Residents Find A Way To Save Relationship Turning To Couples Therapy Atlanta

By Francis Riggs


A couple who feels that their marriage is not as happy as it once was has a good opportunity for change and improvement. If both parties are interested in saving the marriage, they will be willing to do the hard work required. When a couple is looking for this kind of help couples therapy Atlanta is there to counsel them.

The newly married couple is usually very happy and in love with each other. They do not notice any of the partners faults. As they begin to notice them over time, they tend to overlook them. Eventually, if the faults cause them continued aggravation, they will attempt to change them. Two or three bad habits can turn the partner into a different person in their estimation.

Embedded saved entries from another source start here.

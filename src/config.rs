//! Configuration file support for taleforge

use crate::orchestration::types::Capability;
use anyhow::Context;
use serde::{Deserialize, Serialize};
use std::path::{Path, PathBuf};

pub const OPENROUTER_KEY_VAR: &str = "OPENROUTER_API_KEY";
pub const OPENAI_KEY_VAR: &str = "OPENAI_API_KEY";

#[derive(Debug, Clone, Default, Serialize, Deserialize)]
pub struct TaleforgeConfig {
    #[serde(default)]
    pub orchestrator: OrchestratorConfig,
    #[serde(default)]
    pub arbiter: ArbiterConfig,
    #[serde(default)]
    pub openrouter: OpenRouterConfig,
    #[serde(default)]
    pub openai: OpenAiConfig,
    #[serde(default)]
    pub ollama: OllamaConfig,
    #[serde(default)]
    pub local_audio: LocalAudioConfig,
    #[serde(default)]
    pub diffusion: DiffusionConfig,
    /// Models added on top of the built-in catalog
    #[serde(default)]
    pub models: Vec<ModelEntry>,
}

#[derive(Debug, Clone, Serialize, Deserialize)]
pub struct OrchestratorConfig {
    #[serde(default = "default_text_model")]
    pub default_text: String,

    #[serde(default = "default_image_model")]
    pub default_image: String,

    #[serde(default = "default_tts_model")]
    pub default_tts: String,

    #[serde(default = "default_stt_model")]
    pub default_stt: String,

    /// Reject unknown model ids instead of falling back to the default
    #[serde(default)]
    pub strict_models: bool,

    /// Chat model that turns story scenes into image prompts
    #[serde(skip_serializing_if = "Option::is_none")]
    pub image_prompt_writer: Option<String>,

    #[serde(default = "default_provider_timeout_ms")]
    pub provider_timeout_ms: u64,

    #[serde(default = "default_max_tokens")]
    pub max_tokens: u32,
}

#[derive(Debug, Clone, Serialize, Deserialize)]
pub struct ArbiterConfig {
    #[serde(default = "default_lease_timeout_ms")]
    pub lease_timeout_ms: u64,

    #[serde(default = "default_inference_timeout_ms")]
    pub inference_timeout_ms: u64,

    /// Diffusion step budget
    #[serde(default = "default_max_inference_steps")]
    pub max_inference_steps: usize,
}

#[derive(Debug, Clone, Serialize, Deserialize)]
pub struct OpenRouterConfig {
    #[serde(default = "default_openrouter_url")]
    pub base_url: String,

    #[serde(default = "default_referer")]
    pub referer: String,

    #[serde(default = "default_title")]
    pub title: String,
}

#[derive(Debug, Clone, Serialize, Deserialize)]
pub struct OpenAiConfig {
    #[serde(default = "default_openai_url")]
    pub base_url: String,

    #[serde(default = "default_image_size")]
    pub image_size: String,
}

#[derive(Debug, Clone, Serialize, Deserialize)]
pub struct OllamaConfig {
    #[serde(default = "default_true")]
    pub enabled: bool,

    #[serde(default = "default_ollama_host")]
    pub host: String,

    #[serde(default = "default_ollama_model")]
    pub model: String,
}

#[derive(Debug, Clone, Serialize, Deserialize)]
pub struct LocalAudioConfig {
    #[serde(default)]
    pub enabled: bool,

    /// OpenAI-compatible audio server
    #[serde(default = "default_local_audio_url")]
    pub base_url: String,

    #[serde(default = "default_local_tts_model")]
    pub tts_model: String,

    #[serde(default = "default_local_stt_model")]
    pub stt_model: String,

    /// Voice ids the server offers; empty means the OpenAI set
    #[serde(default)]
    pub voices: Vec<String>,
}

#[derive(Debug, Clone, Serialize, Deserialize)]
pub struct DiffusionConfig {
    #[serde(default)]
    pub enabled: bool,

    #[serde(default = "default_sd_version")]
    pub version: String,

    /// Run on CPU even when an accelerator is present
    #[serde(default)]
    pub cpu: bool,

    #[serde(default = "default_image_side")]
    pub width: usize,

    #[serde(default = "default_image_side")]
    pub height: usize,

    #[serde(default = "default_steps")]
    pub steps: usize,

    #[serde(skip_serializing_if = "Option::is_none")]
    pub guidance_scale: Option<f64>,
}

/// Backing service for a catalog entry
#[derive(Debug, Clone, Copy, PartialEq, Eq, Serialize, Deserialize)]
#[serde(rename_all = "snake_case")]
pub enum Backend {
    #[serde(rename = "openrouter")]
    OpenRouter,
    Ollama,
    #[serde(rename = "openai_images")]
    OpenAiImages,
    Diffusion,
    #[serde(rename = "openai_audio")]
    OpenAiAudio,
    LocalAudio,
}

/// Extra model registered from the config file
#[derive(Debug, Clone, Serialize, Deserialize)]
pub struct ModelEntry {
    pub id: String,
    pub backend: Backend,
    pub capability: Capability,
    /// Name the backing service knows the model by
    pub backing: String,
    #[serde(skip_serializing_if = "Option::is_none")]
    pub display_name: Option<String>,
    #[serde(skip_serializing_if = "Option::is_none")]
    pub structured_output: Option<bool>,
}

/// API keys, read from the environment rather than the config file
#[derive(Debug, Clone, Default)]
pub struct Credentials {
    pub openrouter_api_key: Option<String>,
    pub openai_api_key: Option<String>,
}

impl Credentials {
    pub fn from_env() -> Self {
        Self {
            openrouter_api_key: env_key(OPENROUTER_KEY_VAR),
            openai_api_key: env_key(OPENAI_KEY_VAR),
        }
    }
}

fn env_key(name: &str) -> Option<String> {
    std::env::var(name).ok().filter(|k| !k.trim().is_empty())
}

// Defaults

fn default_text_model() -> String {
    "gpt4o-mini".to_string()
}

fn default_image_model() -> String {
    "dall-e-3".to_string()
}

fn default_tts_model() -> String {
    "tts-1".to_string()
}

fn default_stt_model() -> String {
    "whisper-1".to_string()
}

fn default_provider_timeout_ms() -> u64 {
    60_000
}

fn default_max_tokens() -> u32 {
    500
}

fn default_lease_timeout_ms() -> u64 {
    120_000
}

fn default_inference_timeout_ms() -> u64 {
    300_000
}

fn default_max_inference_steps() -> usize {
    50
}

fn default_openrouter_url() -> String {
    "https://openrouter.ai/api/v1".to_string()
}

fn default_referer() -> String {
    "http://localhost:3000".to_string()
}

fn default_title() -> String {
    "AI Dungeon Master".to_string()
}

fn default_openai_url() -> String {
    "https://api.openai.com/v1".to_string()
}

fn default_image_size() -> String {
    "1024x1024".to_string()
}

fn default_true() -> bool {
    true
}

fn default_ollama_host() -> String {
    "http://localhost:11434".to_string()
}

fn default_ollama_model() -> String {
    "llama3.2".to_string()
}

fn default_local_audio_url() -> String {
    "http://localhost:8000/v1".to_string()
}

fn default_local_tts_model() -> String {
    "kokoro".to_string()
}

fn default_local_stt_model() -> String {
    "whisper-small".to_string()
}

fn default_sd_version() -> String {
    "v1.5".to_string()
}

fn default_image_side() -> usize {
    512
}

fn default_steps() -> usize {
    20
}

impl Default for OrchestratorConfig {
    fn default() -> Self {
        Self {
            default_text: default_text_model(),
            default_image: default_image_model(),
            default_tts: default_tts_model(),
            default_stt: default_stt_model(),
            strict_models: false,
            image_prompt_writer: None,
            provider_timeout_ms: default_provider_timeout_ms(),
            max_tokens: default_max_tokens(),
        }
    }
}

impl Default for ArbiterConfig {
    fn default() -> Self {
        Self {
            lease_timeout_ms: default_lease_timeout_ms(),
            inference_timeout_ms: default_inference_timeout_ms(),
            max_inference_steps: default_max_inference_steps(),
        }
    }
}

impl Default for OpenRouterConfig {
    fn default() -> Self {
        Self {
            base_url: default_openrouter_url(),
            referer: default_referer(),
            title: default_title(),
        }
    }
}

impl Default for OpenAiConfig {
    fn default() -> Self {
        Self {
            base_url: default_openai_url(),
            image_size: default_image_size(),
        }
    }
}

impl Default for OllamaConfig {
    fn default() -> Self {
        Self {
            enabled: true,
            host: default_ollama_host(),
            model: default_ollama_model(),
        }
    }
}

impl Default for LocalAudioConfig {
    fn default() -> Self {
        Self {
            enabled: false,
            base_url: default_local_audio_url(),
            tts_model: default_local_tts_model(),
            stt_model: default_local_stt_model(),
            voices: Vec::new(),
        }
    }
}

impl Default for DiffusionConfig {
    fn default() -> Self {
        Self {
            enabled: false,
            version: default_sd_version(),
            cpu: false,
            width: default_image_side(),
            height: default_image_side(),
            steps: default_steps(),
            guidance_scale: None,
        }
    }
}

impl TaleforgeConfig {
    /// Load configuration from a TOML file
    pub fn from_file<P: AsRef<Path>>(path: P) -> anyhow::Result<Self> {
        let path = path.as_ref();
        let contents = std::fs::read_to_string(path)
            .with_context(|| format!("Failed to read config file {}", path.display()))?;
        let config: TaleforgeConfig =
            toml::from_str(&contents).with_context(|| format!("Invalid config file {}", path.display()))?;
        Ok(config)
    }

    /// Save configuration to a TOML file
    pub fn to_file<P: AsRef<Path>>(&self, path: P) -> anyhow::Result<()> {
        let contents = toml::to_string_pretty(self)?;
        std::fs::write(path, contents)?;
        Ok(())
    }

    /// Explicit path if given, else the default location when it exists, else built-in defaults
    pub fn load(path: Option<&Path>) -> anyhow::Result<Self> {
        if let Some(path) = path {
            return Self::from_file(path);
        }
        match Self::default_path() {
            Some(path) if path.exists() => {
                tracing::info!("Loading configuration from {}", path.display());
                Self::from_file(path)
            }
            _ => {
                tracing::debug!("No configuration file found, using defaults");
                Ok(Self::default())
            }
        }
    }

    /// `<config dir>/taleforge/config.toml`
    pub fn default_path() -> Option<PathBuf> {
        dirs::config_dir().map(|dir| dir.join("taleforge").join("config.toml"))
    }
}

Husband and wife may attend the first session as a couple. The counselor will observe them and assess the way they act toward each other. He can learn a lot about their relationship by watching their body language. Only one might do the talking. The other may be so quiet it indicates disinterest.

In many cases only one spouse is interested in saving the marriage. In fact, one may have asked for a divorce. That makes it much more of a challenge to restore a happy relationship that once existed. Sometimes it is only that one partner who shows up for the counseling session. There is still some advantage. One may take the first step in restoring the marriage.

The arguing may wind down when he notices the partner trying to make him happy in some way. No argument can take place unless there are two people arguing. If one is worried about losing the other it may be due to jealousy. Jealousy can exist without there being a valid reason. If there is no trust it is a difficult situation that is almost impossible to resolve.

Much of the dissonance may be due to money or sex, or both. One partner may be thrifty and the other runs up charges on a credit card all the time. If bills are left unpaid on a regular basis, they are living be altogether too stingy.

Often the sex life they shared for the first three years has gotten to the point of being routine. One of the partners might even consider it tedious. They may need to try some new foreplay or new practice. It should be something they are both willing to try. Forcing someone to participate in a distasteful act will only lead to resentment.

Each partner must be willing to both give and take. The thrifty person may agree to one charge card with a limited upper limit. The one spending too much might agree to go over the bills and come to understand why they cannot spend so much money. Regarding sex, they may come to some agreement that both can live with without feeling deprived.

They can be led into a reasonable discussion about how to facilitate agreement with becoming angry. In the therapy situation, with someone observing their discussion, each will listen carefully to what the other is saying. With a bit of compromising and help of a counselor, their once happy marriage can be saved.